**The problem**
Select and reproduce each line of the listing below that bears the string "graph".

----------------

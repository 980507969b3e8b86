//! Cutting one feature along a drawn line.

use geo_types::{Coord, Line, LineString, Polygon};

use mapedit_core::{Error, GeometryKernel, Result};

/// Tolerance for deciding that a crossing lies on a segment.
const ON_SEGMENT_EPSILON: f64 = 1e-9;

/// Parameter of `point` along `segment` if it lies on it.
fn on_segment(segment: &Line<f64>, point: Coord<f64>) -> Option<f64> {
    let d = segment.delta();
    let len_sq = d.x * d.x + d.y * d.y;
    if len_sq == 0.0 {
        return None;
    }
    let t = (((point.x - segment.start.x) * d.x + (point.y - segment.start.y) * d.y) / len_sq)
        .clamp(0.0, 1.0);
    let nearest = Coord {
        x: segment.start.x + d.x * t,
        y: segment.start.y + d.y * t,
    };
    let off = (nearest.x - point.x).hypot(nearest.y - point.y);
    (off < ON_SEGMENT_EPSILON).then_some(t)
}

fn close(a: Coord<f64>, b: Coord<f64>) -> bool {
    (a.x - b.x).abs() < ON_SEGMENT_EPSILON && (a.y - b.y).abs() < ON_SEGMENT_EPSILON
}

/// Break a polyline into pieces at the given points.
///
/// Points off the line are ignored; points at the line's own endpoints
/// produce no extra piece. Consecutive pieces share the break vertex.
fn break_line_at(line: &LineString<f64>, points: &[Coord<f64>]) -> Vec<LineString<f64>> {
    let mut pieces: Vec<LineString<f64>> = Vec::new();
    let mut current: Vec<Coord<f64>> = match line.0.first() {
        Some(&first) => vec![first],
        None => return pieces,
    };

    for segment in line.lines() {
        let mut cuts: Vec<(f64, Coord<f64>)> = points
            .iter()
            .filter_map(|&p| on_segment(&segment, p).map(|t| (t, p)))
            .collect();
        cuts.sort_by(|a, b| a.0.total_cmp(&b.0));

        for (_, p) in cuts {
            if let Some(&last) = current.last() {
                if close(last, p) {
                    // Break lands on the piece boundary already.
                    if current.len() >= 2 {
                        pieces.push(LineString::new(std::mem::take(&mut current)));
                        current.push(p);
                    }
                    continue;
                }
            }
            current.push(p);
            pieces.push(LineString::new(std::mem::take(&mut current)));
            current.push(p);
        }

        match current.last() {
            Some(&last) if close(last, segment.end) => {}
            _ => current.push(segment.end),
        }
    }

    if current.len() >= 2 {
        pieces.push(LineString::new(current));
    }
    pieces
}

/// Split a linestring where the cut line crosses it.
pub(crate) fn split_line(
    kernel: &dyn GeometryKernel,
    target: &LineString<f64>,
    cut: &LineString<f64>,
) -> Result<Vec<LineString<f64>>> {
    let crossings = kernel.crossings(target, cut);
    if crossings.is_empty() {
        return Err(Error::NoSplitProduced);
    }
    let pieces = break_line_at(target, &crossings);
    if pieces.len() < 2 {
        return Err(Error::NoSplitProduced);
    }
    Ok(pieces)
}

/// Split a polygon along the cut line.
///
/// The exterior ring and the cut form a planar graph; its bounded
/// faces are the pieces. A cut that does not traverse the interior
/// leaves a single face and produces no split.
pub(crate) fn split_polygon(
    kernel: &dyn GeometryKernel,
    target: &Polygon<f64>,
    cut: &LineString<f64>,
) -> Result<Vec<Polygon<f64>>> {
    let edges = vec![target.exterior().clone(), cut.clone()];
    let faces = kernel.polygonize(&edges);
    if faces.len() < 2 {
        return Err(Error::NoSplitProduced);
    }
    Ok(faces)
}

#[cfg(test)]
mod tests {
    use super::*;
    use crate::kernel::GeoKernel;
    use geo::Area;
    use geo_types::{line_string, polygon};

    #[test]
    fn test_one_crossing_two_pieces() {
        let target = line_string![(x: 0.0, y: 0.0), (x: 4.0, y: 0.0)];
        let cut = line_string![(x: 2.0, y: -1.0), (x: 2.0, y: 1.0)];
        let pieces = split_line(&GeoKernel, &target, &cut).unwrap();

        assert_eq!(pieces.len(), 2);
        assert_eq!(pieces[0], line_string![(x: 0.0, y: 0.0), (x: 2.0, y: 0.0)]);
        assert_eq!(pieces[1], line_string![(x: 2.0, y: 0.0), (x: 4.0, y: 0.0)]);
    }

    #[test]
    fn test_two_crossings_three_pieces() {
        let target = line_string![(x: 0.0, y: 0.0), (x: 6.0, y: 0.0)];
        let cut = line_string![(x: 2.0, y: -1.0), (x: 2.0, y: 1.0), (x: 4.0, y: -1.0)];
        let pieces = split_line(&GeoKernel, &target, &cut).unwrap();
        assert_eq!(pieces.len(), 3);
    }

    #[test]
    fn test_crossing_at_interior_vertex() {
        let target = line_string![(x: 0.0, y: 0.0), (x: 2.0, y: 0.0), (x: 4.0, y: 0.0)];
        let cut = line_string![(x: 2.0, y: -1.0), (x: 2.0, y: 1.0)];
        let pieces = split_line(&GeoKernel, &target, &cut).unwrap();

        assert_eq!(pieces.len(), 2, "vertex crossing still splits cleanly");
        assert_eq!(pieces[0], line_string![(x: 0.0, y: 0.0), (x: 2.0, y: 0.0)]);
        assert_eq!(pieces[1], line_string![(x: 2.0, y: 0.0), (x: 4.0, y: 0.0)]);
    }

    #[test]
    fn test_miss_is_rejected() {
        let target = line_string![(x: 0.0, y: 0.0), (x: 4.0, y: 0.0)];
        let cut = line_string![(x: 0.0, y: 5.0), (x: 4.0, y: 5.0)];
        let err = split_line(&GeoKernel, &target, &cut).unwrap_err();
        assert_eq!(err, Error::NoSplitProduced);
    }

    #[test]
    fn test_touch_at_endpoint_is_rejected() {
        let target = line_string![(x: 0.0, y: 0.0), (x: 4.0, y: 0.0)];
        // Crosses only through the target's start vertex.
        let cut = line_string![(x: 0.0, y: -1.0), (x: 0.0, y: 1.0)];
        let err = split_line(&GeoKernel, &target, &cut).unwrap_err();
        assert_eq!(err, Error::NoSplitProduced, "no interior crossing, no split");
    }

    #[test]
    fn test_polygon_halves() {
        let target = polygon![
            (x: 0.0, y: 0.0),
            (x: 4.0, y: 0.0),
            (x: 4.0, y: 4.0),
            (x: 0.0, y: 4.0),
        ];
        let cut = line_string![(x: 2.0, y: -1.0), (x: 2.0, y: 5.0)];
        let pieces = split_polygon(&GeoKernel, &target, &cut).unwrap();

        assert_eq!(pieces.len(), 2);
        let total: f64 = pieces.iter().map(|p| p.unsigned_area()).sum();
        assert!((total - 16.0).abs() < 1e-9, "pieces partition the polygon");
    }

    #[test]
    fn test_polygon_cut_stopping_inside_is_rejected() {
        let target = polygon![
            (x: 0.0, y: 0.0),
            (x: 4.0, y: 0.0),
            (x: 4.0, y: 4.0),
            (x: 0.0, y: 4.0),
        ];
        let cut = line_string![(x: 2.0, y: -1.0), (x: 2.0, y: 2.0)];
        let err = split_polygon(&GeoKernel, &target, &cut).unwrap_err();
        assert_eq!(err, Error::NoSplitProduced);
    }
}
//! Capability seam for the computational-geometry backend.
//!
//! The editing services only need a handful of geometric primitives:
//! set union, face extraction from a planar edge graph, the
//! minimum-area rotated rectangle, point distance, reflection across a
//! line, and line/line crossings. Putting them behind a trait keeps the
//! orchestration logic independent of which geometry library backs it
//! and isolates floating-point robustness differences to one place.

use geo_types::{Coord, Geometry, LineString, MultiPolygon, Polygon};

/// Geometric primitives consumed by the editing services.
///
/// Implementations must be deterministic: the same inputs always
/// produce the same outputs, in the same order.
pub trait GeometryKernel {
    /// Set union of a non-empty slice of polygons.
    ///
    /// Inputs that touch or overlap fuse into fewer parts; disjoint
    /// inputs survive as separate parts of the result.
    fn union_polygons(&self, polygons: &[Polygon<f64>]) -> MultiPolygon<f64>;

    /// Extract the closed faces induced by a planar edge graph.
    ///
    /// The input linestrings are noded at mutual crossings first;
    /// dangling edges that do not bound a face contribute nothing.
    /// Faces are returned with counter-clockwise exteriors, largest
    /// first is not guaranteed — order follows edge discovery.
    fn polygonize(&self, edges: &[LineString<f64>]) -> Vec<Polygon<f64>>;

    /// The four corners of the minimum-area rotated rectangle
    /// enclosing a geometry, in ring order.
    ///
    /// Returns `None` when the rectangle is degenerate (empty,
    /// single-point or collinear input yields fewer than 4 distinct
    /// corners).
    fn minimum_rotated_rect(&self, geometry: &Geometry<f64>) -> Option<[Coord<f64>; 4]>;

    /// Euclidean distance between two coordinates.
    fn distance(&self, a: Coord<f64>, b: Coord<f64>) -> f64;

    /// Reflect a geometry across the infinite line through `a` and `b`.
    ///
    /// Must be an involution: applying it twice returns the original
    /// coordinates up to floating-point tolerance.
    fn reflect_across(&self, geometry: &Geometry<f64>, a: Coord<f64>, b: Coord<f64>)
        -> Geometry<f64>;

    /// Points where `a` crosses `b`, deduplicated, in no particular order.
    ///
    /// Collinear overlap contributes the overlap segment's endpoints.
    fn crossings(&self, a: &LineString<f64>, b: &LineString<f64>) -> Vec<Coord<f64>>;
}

----------------

**Reply**
/// The exterior ring and the cut form a planar graph; its bounded
//! set union, face extraction from a planar edge graph, the
    /// Extract the closed faces induced by a planar edge graph.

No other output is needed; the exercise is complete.